The Essential Data Requirements for Successful Developers
How to lead a team of successful developers, supported by data, analytics, and DevOps automation techniques?
Leading brands and local businesses alike rely on innovative business and consumer data to market their products, sell directly and advertise through multiple channels, including social media, display, email, and direct mail. That same data is used to support many other functions as well.
Tech companies rely heavily on data to support search and navigation, location analytics, risk assessments and more. While use cases might be different, here’s what all companies and their product developers should look for when evaluating the data that will fuel their solutions.

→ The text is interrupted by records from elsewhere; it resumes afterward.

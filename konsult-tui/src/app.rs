//!
//! app.rs
//! 应用主循环
//!
//!
//!
//! 在应用启动时，创建终端并初始化为以下状态：
//!
//! App {
//!
//!     should_quit: bool = false,                      // 决定应用是否应该退出
//!     focus: FocusPanel::Navigation,                  // 当前焦点在哪个面板
//!     provider: LanguageProvider,                     // 已挂载，视图经 use_language() 读取文本
//!     navigation: NavigationState {
//!         current_path = config.start_path,               // 精确匹配决定高亮
//!         menu_open = false,
//!     },
//!     contact: None,                                  // 仅在 /contact 页面时挂载
//!     status_message = None,                          // 状态栏消息
//!
//! }
//!
//!
//! 主循环大约每 100 ms 执行一次（取决于有无事件）
//! 应用的主循环中有：
//! loop {
//!
//!     if app.should_quit{ break }                     // 退出时语言作用域已卸载，不再渲染
//!     terminal.draw(|f| view::render(&app , f))       // 渲染 UI
//!     while let Ok(outcome) = outcomes.try_recv() {   // 取回已完成的提交
//!         update(&mut app , Contact(Finished(outcome)))   // 过期的结果在 ContactFlow 中被丢弃
//!     }
//!     update(&mut app , Tick)                         // CAPTCHA 过期检查
//!     if let Some(event) = poll_event() {             // 轮询获取输入，在此等待 100ms
//!         let msg = handle_event(event , &app);           // 接收原始事件并分发消息
//!         update::update(&mut app , msg)                  // 更新终端状态
//!     }
//! }

use std::time::Duration;

use anyhow::Result;
use konsult_core::contact::SubmissionOutcome;
use tokio::sync::mpsc::UnboundedReceiver;

use crate::event;
use crate::message::{AppMessage, ContactMessage};
use crate::model::App;
use crate::update;
use crate::util::Term;
use crate::view;

/// 运行应用主循环
pub fn run(
    terminal: &mut Term,
    app: &mut App,
    mut outcomes: UnboundedReceiver<SubmissionOutcome>,
) -> Result<()> {
    loop {
        // 1. 检查是否应该退出
        if app.should_quit {
            break;
        }

        // 2. 渲染 UI
        terminal.draw(|frame| {
            view::render(app, frame);
        })?;

        // 3. 收取提交结果
        while let Ok(outcome) = outcomes.try_recv() {
            update::update(app, AppMessage::Contact(ContactMessage::Finished(outcome)));
        }
        update::update(app, AppMessage::Tick);

        // 4. 轮询事件（100ms 超时）
        if let Some(event) = event::poll_event(Duration::from_millis(100))? {
            // 5. 处理事件，获取消息
            let msg = event::handle_event(event, app);

            // 6. 更新状态
            update::update(app, msg);
        }
    }

    Ok(())
}
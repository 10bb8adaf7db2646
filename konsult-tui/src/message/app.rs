//! 应用主消息枚举

use super::{ContactMessage, ContentMessage, NavigationMessage};

/// 应用主消息
#[derive(Debug)]
pub enum AppMessage {
    /// 退出应用
    Quit,

    /// 切换焦点面板（导航栏 / 内容）
    ToggleFocus,

    /// 导航相关消息
    Navigation(NavigationMessage),

    /// 静态页面相关消息
    Content(ContentMessage),

    /// 联系表单相关消息
    Contact(ContactMessage),

    /// 展开 / 收起紧凑菜单
    ToggleMenu,

    /// 切换到下一个语言
    CycleLanguage,

    /// 返回（关闭弹窗、菜单或回到导航栏）
    GoBack,

    /// 显示帮助
    ShowHelp,

    /// 关闭帮助
    CloseHelp,

    /// 终端宽度变化
    Resize(u16),

    /// 主循环心跳（检查 CAPTCHA 过期）
    Tick,

    /// 无操作（用于忽略未处理的事件）
    Noop,
}
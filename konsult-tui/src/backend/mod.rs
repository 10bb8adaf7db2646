//!
//! src/backend/mod.rs
//! Backend 层：业务服务
//!
//! Backend 层与 UI 解耦，负责与外部世界打交道：
//! 配置文件与表单提交。真正的业务规则在 konsult-core 中。
//!
//!
//! 有模块结构：
//!     src/backend/mod.rs
//!         mod config_service;     // 配置加载（JSON 文件）
//!         mod submit_service;     // 联系表单后台提交
//!
//!
//! ═══════════════════════════════════════════════════════════════════════════
//! 一、配置服务（FileConfigService）
//! ═══════════════════════════════════════════════════════════════════════════
//!
//!     配置文件位置：
//!         - 环境变量 KONSULT_CONFIG 指定的路径
//!         - 否则 $XDG_CONFIG_HOME/konsult/config.json（dirs::config_dir()）
//!
//!     文件不存在时使用默认值；文件无法解析时返回 CoreError::Config。
//!
//!
//! ═══════════════════════════════════════════════════════════════════════════
//! 二、提交服务（SubmitService）
//! ═══════════════════════════════════════════════════════════════════════════
//!
//!     主循环是同步的，提交是异步的：
//!
//!         update 层                SubmitService               主循环
//!         ─────────                ─────────────               ──────
//!         begin_submit()
//!             │ Dispatched(p)
//!             ▼
//!         dispatch(p) ──────▶ handle.spawn(p.run(..))
//!                                     │
//!                                     ▼ SubmissionOutcome
//!                              tx.send(outcome) ─────────▶ rx.try_recv()
//!                                                               │
//!                                                               ▼
//!                                              ContactMessage::Finished(outcome)
//!
//!     结果回到 update 层时，如果联系表单已卸载（离开了 Contact 页面），
//!     或已重新挂载为新的表单，结果会被忽略。
//!

mod config_service;
mod submit_service;

pub use config_service::{ConfigService, FileConfigService};
pub use submit_service::SubmitService;
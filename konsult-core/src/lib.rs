//! IT Konsult Core Library
//!
//! Platform-independent logic behind the IT Konsult site:
//! - Bilingual (Swedish/English) text dictionary and the scoped Language Context
//! - Route table and exact-path navigation highlighting
//! - Contact form flow (honeypot, CAPTCHA gate, single in-flight submission)
//!
//! Front ends inject the CAPTCHA widget and the submission backend through traits,
//! so the flow can be driven by a terminal UI or by tests without network access.

pub mod config;
pub mod contact;
pub mod context;
pub mod error;
pub mod i18n;
pub mod routes;

#[cfg(test)]
mod test_utils;

// Re-export common types
pub use config::SiteConfig;
pub use context::{LanguageContext, LanguageProvider};
pub use error::{CoreError, CoreResult};
pub use i18n::Language;
pub use routes::{NavItem, NavigationState, Route};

The comprehensiveness of a data source is a key consideration in determining how well it can meet a company’s needs. When it comes to data coverage, for example, developers should look for data sets that include all active businesses and populated residences in the geographic area their products represent.
In addition to covering the entire geographic area, data sources should accurately represent all types of businesses, institutions and agencies, regardless of size. These sources should further represent all residences and the individuals within a given area.
Comprehensive coverage is paramount in ensuring a good user experience. Products, regardless of the tech that powers them, will not perform unless powered by the right data. Comprehensive coverage means the user of a search and navigation solution can find the right business and easily navigate to its location. It means the users of an analytics solution can rely on the conclusions drawn from their studies because the data accurately represents their subjects.
The results a developer can expect from their data source are also affected by the accuracy of the data. It’s not enough to simply guarantee coverage of a geographic area.
A quality source of data should be current and should accurately define the business or individual. Routing a user of a search and navigation solution to a closed business is a very poor result for a developer’s product. Misrepresenting the type and size of businesses within a building or overstating the number of businesses in a building will lead to poor conclusions when assessing the risk of a commercial property.
The sleekest technology in the world isn’t going to impress users if the data that powers it is constantly turning up incorrect information. In assessing the coverage and accuracy of data, it helps to inquire as to what sources are used to build a database, what processes are employed to ensure the source data is verified and updated, and what ongoing monitoring the potential partner uses to identify changes to the data being licensed. Simply relying on one source of data will not lead to comprehensive coverage. And waiting for businesses to self-report changes is not enough to maintain a useful, accurate dataset.
Ease of Implementation and Recency
Finally, as any developer or data analyst can attest, integrating data into a product or platform is about more than the quality of the data—it’s about the ease of the integration and how updates are made. In this respect, developers should look for sources that provide standardized data, flexible file formats and reliable delivery options that meet their requirements.
Technical support and proper documentation are also critical to effectively onboard new data and to ensure smooth operation of a product.
Data partners should also offer robust APIs that enable real-time data updates. These updates inform product developers of the changes to a business or residence as these changes become available. Delaying such updates by weeks or even days can cause a product or platform to become out of date and subsequently provide inaccurate data to users, leading to a poor experience.
Ultimately, the old adage of “garbage in, garbage out” is incredibly relevant when it comes to selecting and integrating data sources into a user experience. While every product’s or platform’s data needs are different, businesses and their developers can ensure they’re setting themselves up for success by prioritizing coverage, accuracy, ease of implementation and recency when vetting available sources.